Zu einer anderen ungewöhnlichen (Un-)Freiheits-Erfahrung sind jeweils vier Zuschauer/innen eine Stunde vor Beginn des Hauptprogramms eingeladen: In "OK OK" spielen sie nicht nur unter acht Augen selbst und mehr oder weniger ihre eigene Situation – sie müssen auch feststellen, dass ihnen der geschriebene Text von Ant Hampton und Gert-Jan Stam, den sie verwenden, immer um eine Nasenlänge voraus ist.
Boris Nikitin und sein kongenialer Performer Malte Scholz gehen in ihrer Theaterarbeit zu Büchners "Woyzeck" der Frage nach unserer Zurechnungsfähigkeit nach.

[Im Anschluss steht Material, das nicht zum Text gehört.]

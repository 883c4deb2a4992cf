//! Move values and their application to a board.
//!
//! A `Move` lists one or more `(from, to)` sub-moves to apply in order, the
//! pieces that move, and a set of squares to clear afterwards. Only castling
//! has two sub-moves (king first, then rook) and only en passant clears a
//! square other than a destination.

use crate::game_state::board::Board;
use crate::game_state::chess_types::{Piece, PieceKind, Position};

/// Raw geometric candidate, blind to check.
#[derive(Debug, Clone, Copy, PartialEq, Eq, Hash)]
pub struct MoveCandidate {
    pub from: Position,
    pub to: Position,
}

impl MoveCandidate {
    #[inline]
    pub const fn new(from: Position, to: Position) -> Self {
        Self { from, to }
    }
}

#[derive(Debug, Clone, Copy, PartialEq, Eq, Hash)]
pub enum CastlingSide {
    /// Toward the `h` file, `O-O`.
    Kingside,
    /// Toward the `a` file, `O-O-O`.
    Queenside,
}

impl CastlingSide {
    /// File direction walked from the king toward the rook.
    pub const fn direction(self) -> i8 {
        match self {
            CastlingSide::Kingside => 1,
            CastlingSide::Queenside => -1,
        }
    }

    pub const fn notation(self) -> &'static str {
        match self {
            CastlingSide::Kingside => "O-O",
            CastlingSide::Queenside => "O-O-O",
        }
    }
}

#[derive(Debug, Clone, Copy, PartialEq, Eq, Hash)]
pub enum MoveKind {
    Regular,
    Castling(CastlingSide),
    EnPassant,
}

#[derive(Debug, Clone, PartialEq, Eq, Hash)]
pub struct Move {
    pub kind: MoveKind,
    /// Sub-moves applied in sequence.
    pub piece_moves: Vec<MoveCandidate>,
    /// Pieces as they stood before the move, parallel to `piece_moves`.
    pub moving_pieces: Vec<Piece>,
    pub is_capturing: bool,
    /// Set on a pawn's two-square advance; the opponent may reply en passant.
    pub allows_en_passant: bool,
    /// Squares cleared after the sub-moves are applied.
    pub pieces_to_delete: Vec<Position>,
}

impl Move {
    pub fn regular(candidate: MoveCandidate, piece: Piece, is_capturing: bool) -> Self {
        let allows_en_passant = piece.kind == PieceKind::Pawn
            && (candidate.to.rank as i8 - candidate.from.rank as i8).abs() == 2;
        Self {
            kind: MoveKind::Regular,
            piece_moves: vec![candidate],
            moving_pieces: vec![piece],
            is_capturing,
            allows_en_passant,
            pieces_to_delete: Vec::new(),
        }
    }

    pub fn castling(
        side: CastlingSide,
        king_move: MoveCandidate,
        rook_move: MoveCandidate,
        king: Piece,
        rook: Piece,
    ) -> Self {
        Self {
            kind: MoveKind::Castling(side),
            piece_moves: vec![king_move, rook_move],
            moving_pieces: vec![king, rook],
            is_capturing: false,
            allows_en_passant: false,
            pieces_to_delete: Vec::new(),
        }
    }

    pub fn en_passant(candidate: MoveCandidate, pawn: Piece, captured: Position) -> Self {
        Self {
            kind: MoveKind::EnPassant,
            piece_moves: vec![candidate],
            moving_pieces: vec![pawn],
            is_capturing: true,
            allows_en_passant: false,
            pieces_to_delete: vec![captured],
        }
    }

    /// The primary sub-move: the king for castling, the only one otherwise.
    #[inline]
    pub fn primary(&self) -> MoveCandidate {
        self.piece_moves[0]
    }

    #[inline]
    pub fn origin(&self) -> Position {
        self.primary().from
    }

    #[inline]
    pub fn destination(&self) -> Position {
        self.primary().to
    }

    #[inline]
    pub fn moving_piece(&self) -> Piece {
        self.moving_pieces[0]
    }

    pub fn is_castling(&self) -> bool {
        matches!(self.kind, MoveKind::Castling(_))
    }

    pub fn is_en_passant(&self) -> bool {
        self.kind == MoveKind::EnPassant
    }

    /// Applies the sub-moves, then the deletions, returning the new board.
    pub fn apply(&self, board: &Board) -> Board {
        apply_move(board, self)
    }
}

pub fn apply_move(board: &Board, mv: &Move) -> Board {
    let mut next = board.clone();
    for piece_move in &mv.piece_moves {
        next = next.move_piece(piece_move.from, piece_move.to);
    }
    for position in &mv.pieces_to_delete {
        next = next.delete_piece(*position);
    }
    next
}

Das Berliner Theater RambaZamba verarbeitet in "Lost Love Lost" gleich vier Shakespeare-Stücke zu einem mitreißenden Selbstbefreiungsakt durch das Spielen. Und die Aktionskünstlerin Anne Tismer baut in Verneigung vor Luis Buñuel zusammen mit Performer/innen von Theater Thikwa in der Walpodenakademie im Bleichenviertel das "Plastikgespenst der Freiheit".
In "Lilith's Return" treffen Realitäten junger Frauen in Beirut und Berlin, Mythos und Jetztzeit, Tanz- und Musiktheater aufeinander und erhellen sich wechselseitig – eine einzigartige Produktion ausgehend vom Mythos um die rebellische Lilith. Auch die kleine Bettina denkt nicht daran, sich höheren Zwängen unterzuordnen: sie bummelt. Statt auf dem schnellsten Weg nach der Schule nach Hause zu gehen, dehnt sie in dem Kindertheaterstück von Theater an der Parkaue und Two Fish die Zeit zwischen Schulende und Nachhausekommen in immer neuen Variationen.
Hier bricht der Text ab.